"What's wrong with me? my friend Alice asked. "My sister was lonely for a long time, and when she found someone, I was really glad for her. Then she told me her new boyfriend wrote her a book of love poems—and I had this feeling that somehow I'd been wronged. I thought, Nobody writes poetry for me! Then, My life sucks. But I'm happily married! I don't want to trade places. Why am I being so petty?"

Ah, envy. The green-eyed monster that stalks our minds, devouring our best intentions. How lovely it would be if we could destroy envy simply by thinking Stop it! Unfortunately, that never works; attacking negative feelings makes them grow stronger. But if you can understand the assumptions that drive envy and replace them with more useful beliefs, your monstrous emotions will relax, allowing generosity to awaken.

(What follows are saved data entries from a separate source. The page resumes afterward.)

//! Seed command.

use docvault_core::AppResult;
use docvault_core::config::seed::SeedConfig;
use docvault_service::DocumentHub;

use crate::output::{self, OutputFormat};

/// Report the seeded administrator and root folder.
pub async fn execute(hub: &DocumentHub, config: &SeedConfig, format: OutputFormat) -> AppResult<()> {
    let report = hub.seed(config).await?;
    match format {
        OutputFormat::Json => output::print_json(&report),
        OutputFormat::Table => {
            output::print_success("Store seeded");
            output::print_kv("Administrator", &config.admin_username);
            output::print_kv("Administrator ID", &report.admin_id.to_string());
            output::print_kv("Root folder ID", &report.root_folder_id.to_string());
        }
    }
    Ok(())
}
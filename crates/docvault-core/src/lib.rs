//! # docvault-core
//!
//! Core crate for DocVault. Contains the unified error system, typed
//! identifiers, configuration schemas, and the store/blob traits that the
//! other crates implement.
//!
//! This crate has **no** internal dependencies on other DocVault crates.

pub mod config;
pub mod error;
pub mod result;
pub mod traits;
pub mod types;

pub use error::{AppError, ErrorCode, ErrorKind};
pub use result::AppResult;
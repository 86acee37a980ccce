//! CLI command definitions and dispatch.

pub mod access;
pub mod check;
pub mod file;
pub mod folder;
pub mod role;
pub mod seed;
pub mod user;

use clap::{Parser, Subcommand};

use docvault_core::AppResult;
use docvault_core::config::AppConfig;
use docvault_service::{DocumentHub, RequestContext};

use crate::output::OutputFormat;

/// DocVault: folder hierarchy and access control for shared documents
#[derive(Debug, Parser)]
#[command(name = "docvault", version, about, long_about = None)]
pub struct Cli {
    /// Configuration environment overlay (`config/<env>.toml`)
    #[arg(short, long, default_value = "development")]
    pub env: String,

    /// Configuration directory
    #[arg(short, long, default_value = "config")]
    pub config: String,

    /// Output format
    #[arg(short, long, value_enum, default_value = "table")]
    pub format: OutputFormat,

    /// Act as this user (defaults to the seeded administrator)
    #[arg(long = "as", global = true)]
    pub as_user: Option<String>,

    /// Subcommand to execute
    #[command(subcommand)]
    pub command: Commands,
}

/// Top-level commands
#[derive(Debug, Subcommand)]
pub enum Commands {
    /// Create the administrator and root folder if missing
    Seed,
    /// User account management
    User(user::UserArgs),
    /// User role management
    Role(role::RoleArgs),
    /// Folder access grants
    Access(access::AccessArgs),
    /// Folder management
    Folder(folder::FolderArgs),
    /// File management
    File(file::FileArgs),
    /// Print the acting user's access level on a folder
    Check(check::CheckArgs),
}

impl Commands {
    /// Whether the command can change the store.
    pub fn mutates(&self) -> bool {
        match self {
            Self::Seed | Self::Check(_) => false,
            Self::User(args) => args.command.mutates(),
            Self::Role(args) => args.command.mutates(),
            Self::Access(args) => args.command.mutates(),
            Self::Folder(args) => args.command.mutates(),
            Self::File(args) => args.command.mutates(),
        }
    }
}

impl Cli {
    /// Execute the CLI command against a seeded hub.
    pub async fn execute(&self, hub: &DocumentHub, config: &AppConfig) -> AppResult<()> {
        let command = match &self.command {
            Commands::Seed => return seed::execute(hub, &config.seed, self.format).await,
            command => command,
        };

        let ctx = self.context(hub, config).await?;
        match command {
            Commands::User(args) => user::execute(args, hub, &ctx, self.format).await,
            Commands::Role(args) => role::execute(args, hub, &ctx, self.format).await,
            Commands::Access(args) => access::execute(args, hub, &ctx, self.format).await,
            Commands::Folder(args) => folder::execute(args, hub, &ctx, self.format).await,
            Commands::File(args) => file::execute(args, hub, &ctx, self.format).await,
            Commands::Check(args) => check::execute(args, hub, &ctx, self.format).await,
            Commands::Seed => Ok(()),
        }
    }

    async fn context(&self, hub: &DocumentHub, config: &AppConfig) -> AppResult<RequestContext> {
        let username = self
            .as_user
            .as_deref()
            .unwrap_or(&config.seed.admin_username);
        hub.context_for(username).await
    }
}
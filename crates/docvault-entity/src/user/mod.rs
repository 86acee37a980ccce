//! User domain entities.

pub mod model;
pub mod role;

pub use model::{CreateUser, UpdateUser, User, UserProfile};
pub use role::{CreateUserRole, UpdateUserRole, UserRole, UserRoleDetail};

The first step is to stop blaming yourself. You were set up for a lifetime of comparison and competition literally from your first breath. When you were born, a doctor or nurse probably assigned you an Apgar score, a number that indicated how your muscle tone, heart rate, and other variables measured up. Throughout toddlerhood, the assessments continued as your height, weight, and other attributes were constantly compared with those of your peers. In the sandbox, you probably weren't aware of your progress—but whoa, Nellie, along came school. With every test, report card, and athletic event, you got another ranking. Then, eventually, you most likely joined the working world, competing for jobs and striving to outperform colleagues.

By the time we reach adulthood, we're comparing continuously, almost reflexively: Is she smarter than I am? Richer? Does she have nicer legs, clothes, children? While driving ourselves toward success, we might even guiltily hope others will fall behind, because we've learned that for one person to win, many must lose. We may actually feel threatened when good fortune befalls someone else, even someone we love deeply.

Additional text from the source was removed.